Say how many of the lines below hold "RegistryFile", writing the number and nothing more.

Collected data
*****

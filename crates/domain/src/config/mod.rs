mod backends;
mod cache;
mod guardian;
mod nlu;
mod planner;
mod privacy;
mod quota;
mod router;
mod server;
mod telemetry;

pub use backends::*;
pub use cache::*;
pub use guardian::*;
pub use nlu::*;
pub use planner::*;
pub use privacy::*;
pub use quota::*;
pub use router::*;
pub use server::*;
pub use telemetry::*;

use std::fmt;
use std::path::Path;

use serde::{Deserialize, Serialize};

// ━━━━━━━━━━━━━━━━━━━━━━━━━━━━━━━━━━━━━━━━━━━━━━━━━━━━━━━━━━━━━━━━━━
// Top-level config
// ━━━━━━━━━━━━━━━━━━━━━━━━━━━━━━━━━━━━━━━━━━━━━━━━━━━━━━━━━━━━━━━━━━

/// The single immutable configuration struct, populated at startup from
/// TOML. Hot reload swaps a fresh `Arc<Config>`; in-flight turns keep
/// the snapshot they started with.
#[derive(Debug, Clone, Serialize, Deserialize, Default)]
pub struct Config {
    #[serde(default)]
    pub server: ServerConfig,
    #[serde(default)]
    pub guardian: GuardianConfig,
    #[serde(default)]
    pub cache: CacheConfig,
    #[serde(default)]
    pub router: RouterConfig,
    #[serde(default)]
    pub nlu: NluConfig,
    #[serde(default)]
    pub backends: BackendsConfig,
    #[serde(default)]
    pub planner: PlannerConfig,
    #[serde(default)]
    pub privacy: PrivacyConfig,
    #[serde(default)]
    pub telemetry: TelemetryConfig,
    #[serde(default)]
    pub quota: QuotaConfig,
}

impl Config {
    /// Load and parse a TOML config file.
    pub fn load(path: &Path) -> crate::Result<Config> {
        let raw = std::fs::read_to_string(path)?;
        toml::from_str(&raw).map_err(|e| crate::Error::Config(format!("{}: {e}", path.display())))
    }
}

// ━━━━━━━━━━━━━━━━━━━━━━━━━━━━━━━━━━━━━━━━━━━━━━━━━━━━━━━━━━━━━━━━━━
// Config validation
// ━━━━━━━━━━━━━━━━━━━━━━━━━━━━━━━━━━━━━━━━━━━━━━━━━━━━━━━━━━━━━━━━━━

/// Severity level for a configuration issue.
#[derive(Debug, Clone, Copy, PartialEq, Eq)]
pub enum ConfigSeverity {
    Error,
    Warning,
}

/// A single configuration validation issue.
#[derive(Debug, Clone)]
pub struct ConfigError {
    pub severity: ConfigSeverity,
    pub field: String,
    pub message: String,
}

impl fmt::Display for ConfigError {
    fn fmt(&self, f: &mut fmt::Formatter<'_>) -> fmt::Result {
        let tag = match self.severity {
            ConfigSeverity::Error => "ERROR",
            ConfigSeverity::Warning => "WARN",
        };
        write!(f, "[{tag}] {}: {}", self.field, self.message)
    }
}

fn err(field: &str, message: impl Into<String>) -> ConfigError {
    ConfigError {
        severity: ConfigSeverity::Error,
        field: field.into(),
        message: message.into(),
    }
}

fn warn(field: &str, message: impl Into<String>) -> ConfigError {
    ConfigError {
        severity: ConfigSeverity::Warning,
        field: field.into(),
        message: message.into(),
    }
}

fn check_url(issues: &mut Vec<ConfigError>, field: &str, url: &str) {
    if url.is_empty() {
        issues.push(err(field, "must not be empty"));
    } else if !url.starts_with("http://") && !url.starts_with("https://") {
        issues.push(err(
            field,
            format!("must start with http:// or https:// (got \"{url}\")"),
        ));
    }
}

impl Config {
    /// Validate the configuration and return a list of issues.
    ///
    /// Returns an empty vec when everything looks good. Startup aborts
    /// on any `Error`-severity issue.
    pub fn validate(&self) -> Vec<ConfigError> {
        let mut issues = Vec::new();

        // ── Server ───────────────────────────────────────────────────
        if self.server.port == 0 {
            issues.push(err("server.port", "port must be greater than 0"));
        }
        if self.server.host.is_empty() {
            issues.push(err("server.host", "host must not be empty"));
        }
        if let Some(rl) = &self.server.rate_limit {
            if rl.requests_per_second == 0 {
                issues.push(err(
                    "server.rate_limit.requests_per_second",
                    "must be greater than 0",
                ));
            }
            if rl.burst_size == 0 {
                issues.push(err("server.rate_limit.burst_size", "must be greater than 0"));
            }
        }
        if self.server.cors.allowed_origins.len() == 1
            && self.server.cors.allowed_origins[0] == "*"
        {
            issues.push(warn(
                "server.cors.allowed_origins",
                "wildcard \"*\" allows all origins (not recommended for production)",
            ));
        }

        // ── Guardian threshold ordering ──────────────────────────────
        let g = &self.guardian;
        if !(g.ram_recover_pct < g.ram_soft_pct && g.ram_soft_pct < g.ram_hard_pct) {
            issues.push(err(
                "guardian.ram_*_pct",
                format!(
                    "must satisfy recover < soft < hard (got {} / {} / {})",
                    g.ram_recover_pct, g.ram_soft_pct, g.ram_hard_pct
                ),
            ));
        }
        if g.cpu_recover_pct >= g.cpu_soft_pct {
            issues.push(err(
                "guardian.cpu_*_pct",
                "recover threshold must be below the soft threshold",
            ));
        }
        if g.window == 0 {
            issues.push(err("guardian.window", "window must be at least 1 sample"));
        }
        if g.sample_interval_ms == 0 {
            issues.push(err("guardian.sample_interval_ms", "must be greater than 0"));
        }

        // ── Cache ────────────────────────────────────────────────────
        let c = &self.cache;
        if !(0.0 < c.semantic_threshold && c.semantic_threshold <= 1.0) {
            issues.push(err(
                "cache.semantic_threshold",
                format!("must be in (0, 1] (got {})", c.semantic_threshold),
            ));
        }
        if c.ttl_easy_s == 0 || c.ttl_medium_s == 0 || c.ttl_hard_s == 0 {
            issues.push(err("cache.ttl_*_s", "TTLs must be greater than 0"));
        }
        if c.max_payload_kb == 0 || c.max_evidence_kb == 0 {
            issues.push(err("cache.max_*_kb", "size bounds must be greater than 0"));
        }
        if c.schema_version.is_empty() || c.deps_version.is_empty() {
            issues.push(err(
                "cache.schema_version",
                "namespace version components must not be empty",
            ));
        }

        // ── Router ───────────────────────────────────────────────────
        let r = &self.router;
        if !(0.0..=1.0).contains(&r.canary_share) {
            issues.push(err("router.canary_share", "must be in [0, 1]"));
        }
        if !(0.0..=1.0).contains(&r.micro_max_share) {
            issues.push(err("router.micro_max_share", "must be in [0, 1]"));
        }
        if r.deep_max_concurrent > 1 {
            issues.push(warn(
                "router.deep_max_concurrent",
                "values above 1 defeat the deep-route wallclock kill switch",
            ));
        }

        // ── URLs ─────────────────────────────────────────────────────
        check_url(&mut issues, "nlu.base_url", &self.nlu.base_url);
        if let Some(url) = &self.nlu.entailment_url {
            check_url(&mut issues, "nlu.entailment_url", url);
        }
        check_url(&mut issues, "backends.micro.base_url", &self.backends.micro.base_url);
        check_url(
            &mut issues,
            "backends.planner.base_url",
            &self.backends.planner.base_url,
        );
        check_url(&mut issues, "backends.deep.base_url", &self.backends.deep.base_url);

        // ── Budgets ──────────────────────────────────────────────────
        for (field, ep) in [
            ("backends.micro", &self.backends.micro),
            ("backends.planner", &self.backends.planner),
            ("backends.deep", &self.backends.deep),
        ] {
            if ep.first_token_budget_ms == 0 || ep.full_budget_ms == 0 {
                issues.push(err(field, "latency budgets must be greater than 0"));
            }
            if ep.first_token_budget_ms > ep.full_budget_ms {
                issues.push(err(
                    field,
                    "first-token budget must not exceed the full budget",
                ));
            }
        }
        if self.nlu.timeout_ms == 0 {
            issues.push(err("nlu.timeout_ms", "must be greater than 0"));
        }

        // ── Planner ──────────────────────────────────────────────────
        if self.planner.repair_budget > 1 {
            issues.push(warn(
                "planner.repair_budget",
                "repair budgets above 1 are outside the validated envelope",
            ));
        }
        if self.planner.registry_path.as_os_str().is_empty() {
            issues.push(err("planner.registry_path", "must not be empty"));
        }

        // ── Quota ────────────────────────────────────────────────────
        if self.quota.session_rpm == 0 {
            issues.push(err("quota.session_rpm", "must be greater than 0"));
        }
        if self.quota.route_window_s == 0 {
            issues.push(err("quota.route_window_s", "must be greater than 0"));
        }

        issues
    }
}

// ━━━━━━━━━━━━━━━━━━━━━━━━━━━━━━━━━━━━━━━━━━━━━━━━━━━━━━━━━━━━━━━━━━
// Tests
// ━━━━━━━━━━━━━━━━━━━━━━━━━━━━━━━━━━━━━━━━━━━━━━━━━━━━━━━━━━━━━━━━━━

*****

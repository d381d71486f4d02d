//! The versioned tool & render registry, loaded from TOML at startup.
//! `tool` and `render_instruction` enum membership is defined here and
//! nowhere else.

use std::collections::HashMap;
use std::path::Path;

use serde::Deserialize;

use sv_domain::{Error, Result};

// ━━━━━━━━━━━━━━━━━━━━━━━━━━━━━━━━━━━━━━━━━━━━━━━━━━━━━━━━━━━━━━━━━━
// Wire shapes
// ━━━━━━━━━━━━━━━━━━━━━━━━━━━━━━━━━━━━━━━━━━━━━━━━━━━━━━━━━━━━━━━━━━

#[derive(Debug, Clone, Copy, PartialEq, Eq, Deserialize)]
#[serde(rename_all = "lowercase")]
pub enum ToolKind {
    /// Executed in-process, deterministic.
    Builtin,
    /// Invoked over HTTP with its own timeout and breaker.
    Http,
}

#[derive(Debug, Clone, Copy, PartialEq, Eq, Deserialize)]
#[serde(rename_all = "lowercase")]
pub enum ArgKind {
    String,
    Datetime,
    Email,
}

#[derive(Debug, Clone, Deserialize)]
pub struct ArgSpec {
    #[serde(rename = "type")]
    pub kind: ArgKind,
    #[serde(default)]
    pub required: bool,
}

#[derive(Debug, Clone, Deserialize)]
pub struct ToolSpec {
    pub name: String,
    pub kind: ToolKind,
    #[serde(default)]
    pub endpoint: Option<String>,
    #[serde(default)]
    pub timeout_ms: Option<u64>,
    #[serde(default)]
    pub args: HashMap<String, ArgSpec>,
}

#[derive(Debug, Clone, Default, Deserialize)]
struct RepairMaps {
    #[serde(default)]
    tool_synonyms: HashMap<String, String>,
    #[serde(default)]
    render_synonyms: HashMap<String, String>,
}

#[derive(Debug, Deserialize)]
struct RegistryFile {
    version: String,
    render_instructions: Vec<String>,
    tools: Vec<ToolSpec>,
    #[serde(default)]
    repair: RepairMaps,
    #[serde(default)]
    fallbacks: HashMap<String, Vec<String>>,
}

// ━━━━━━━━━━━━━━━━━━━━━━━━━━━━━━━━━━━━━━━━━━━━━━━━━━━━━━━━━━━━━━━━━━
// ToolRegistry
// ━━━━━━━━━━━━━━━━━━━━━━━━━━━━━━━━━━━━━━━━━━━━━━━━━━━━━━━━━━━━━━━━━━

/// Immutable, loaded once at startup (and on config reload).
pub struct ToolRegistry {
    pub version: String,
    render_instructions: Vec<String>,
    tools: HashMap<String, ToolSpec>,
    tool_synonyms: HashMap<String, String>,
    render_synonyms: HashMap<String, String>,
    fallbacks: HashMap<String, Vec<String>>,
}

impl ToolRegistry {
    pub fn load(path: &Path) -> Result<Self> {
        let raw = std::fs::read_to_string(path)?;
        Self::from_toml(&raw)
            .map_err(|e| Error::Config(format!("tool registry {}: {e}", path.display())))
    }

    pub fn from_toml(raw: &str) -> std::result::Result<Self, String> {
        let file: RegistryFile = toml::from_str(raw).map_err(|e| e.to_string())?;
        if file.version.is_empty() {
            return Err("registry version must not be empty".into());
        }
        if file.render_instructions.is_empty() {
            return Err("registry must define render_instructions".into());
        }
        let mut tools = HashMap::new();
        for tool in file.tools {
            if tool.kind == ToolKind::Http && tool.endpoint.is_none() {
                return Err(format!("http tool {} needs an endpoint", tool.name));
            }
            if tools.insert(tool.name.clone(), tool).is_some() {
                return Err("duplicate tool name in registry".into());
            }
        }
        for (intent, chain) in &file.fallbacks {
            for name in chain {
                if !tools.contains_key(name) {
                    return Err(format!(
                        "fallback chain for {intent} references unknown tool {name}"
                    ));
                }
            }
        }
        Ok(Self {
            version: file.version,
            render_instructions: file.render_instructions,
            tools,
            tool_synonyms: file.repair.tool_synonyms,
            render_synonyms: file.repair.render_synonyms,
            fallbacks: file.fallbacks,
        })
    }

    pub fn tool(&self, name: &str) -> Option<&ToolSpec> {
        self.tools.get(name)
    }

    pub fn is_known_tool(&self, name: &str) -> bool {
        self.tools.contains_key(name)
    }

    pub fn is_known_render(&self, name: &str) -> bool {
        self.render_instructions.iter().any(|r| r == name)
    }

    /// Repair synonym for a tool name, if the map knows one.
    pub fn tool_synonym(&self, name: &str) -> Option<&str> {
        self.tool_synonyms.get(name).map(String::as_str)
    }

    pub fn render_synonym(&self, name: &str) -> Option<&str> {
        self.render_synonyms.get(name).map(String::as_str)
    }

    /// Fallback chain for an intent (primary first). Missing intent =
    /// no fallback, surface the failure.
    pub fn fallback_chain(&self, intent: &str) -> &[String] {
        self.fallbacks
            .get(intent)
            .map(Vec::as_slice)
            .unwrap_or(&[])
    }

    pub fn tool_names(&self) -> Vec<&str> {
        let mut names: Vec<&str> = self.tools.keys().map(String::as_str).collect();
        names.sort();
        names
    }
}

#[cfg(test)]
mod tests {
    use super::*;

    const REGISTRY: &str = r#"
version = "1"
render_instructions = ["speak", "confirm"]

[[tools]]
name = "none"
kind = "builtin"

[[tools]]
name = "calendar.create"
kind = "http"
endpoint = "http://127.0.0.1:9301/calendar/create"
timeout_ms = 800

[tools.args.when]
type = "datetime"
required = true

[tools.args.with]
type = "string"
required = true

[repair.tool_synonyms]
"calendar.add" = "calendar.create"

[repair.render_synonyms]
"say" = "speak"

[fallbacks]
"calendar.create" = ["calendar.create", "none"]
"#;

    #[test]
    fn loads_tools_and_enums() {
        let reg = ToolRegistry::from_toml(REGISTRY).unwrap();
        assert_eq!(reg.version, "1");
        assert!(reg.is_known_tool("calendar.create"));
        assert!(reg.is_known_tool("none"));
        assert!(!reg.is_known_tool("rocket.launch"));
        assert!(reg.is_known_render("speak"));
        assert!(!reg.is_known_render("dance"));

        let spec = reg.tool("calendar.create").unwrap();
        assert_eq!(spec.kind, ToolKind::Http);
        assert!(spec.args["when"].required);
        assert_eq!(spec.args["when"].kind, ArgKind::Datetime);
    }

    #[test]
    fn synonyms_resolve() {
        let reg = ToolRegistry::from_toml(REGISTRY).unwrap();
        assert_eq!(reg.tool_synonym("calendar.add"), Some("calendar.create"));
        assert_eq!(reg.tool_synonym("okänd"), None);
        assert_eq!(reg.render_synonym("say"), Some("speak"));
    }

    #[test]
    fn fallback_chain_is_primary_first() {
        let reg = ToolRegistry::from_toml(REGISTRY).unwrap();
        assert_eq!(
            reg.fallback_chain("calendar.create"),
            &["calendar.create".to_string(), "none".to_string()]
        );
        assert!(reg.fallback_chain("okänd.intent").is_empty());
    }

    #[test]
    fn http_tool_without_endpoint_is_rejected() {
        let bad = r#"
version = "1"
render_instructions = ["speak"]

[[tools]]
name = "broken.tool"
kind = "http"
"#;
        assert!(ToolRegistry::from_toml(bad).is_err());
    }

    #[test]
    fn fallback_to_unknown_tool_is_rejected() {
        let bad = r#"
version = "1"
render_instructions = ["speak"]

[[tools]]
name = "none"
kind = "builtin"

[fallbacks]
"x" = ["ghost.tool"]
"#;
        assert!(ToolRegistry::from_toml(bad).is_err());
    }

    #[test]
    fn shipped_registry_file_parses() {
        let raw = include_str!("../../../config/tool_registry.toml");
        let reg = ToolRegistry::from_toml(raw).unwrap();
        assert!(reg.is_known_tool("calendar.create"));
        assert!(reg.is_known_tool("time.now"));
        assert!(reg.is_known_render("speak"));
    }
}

*****

→ TASK OUTPUT: 2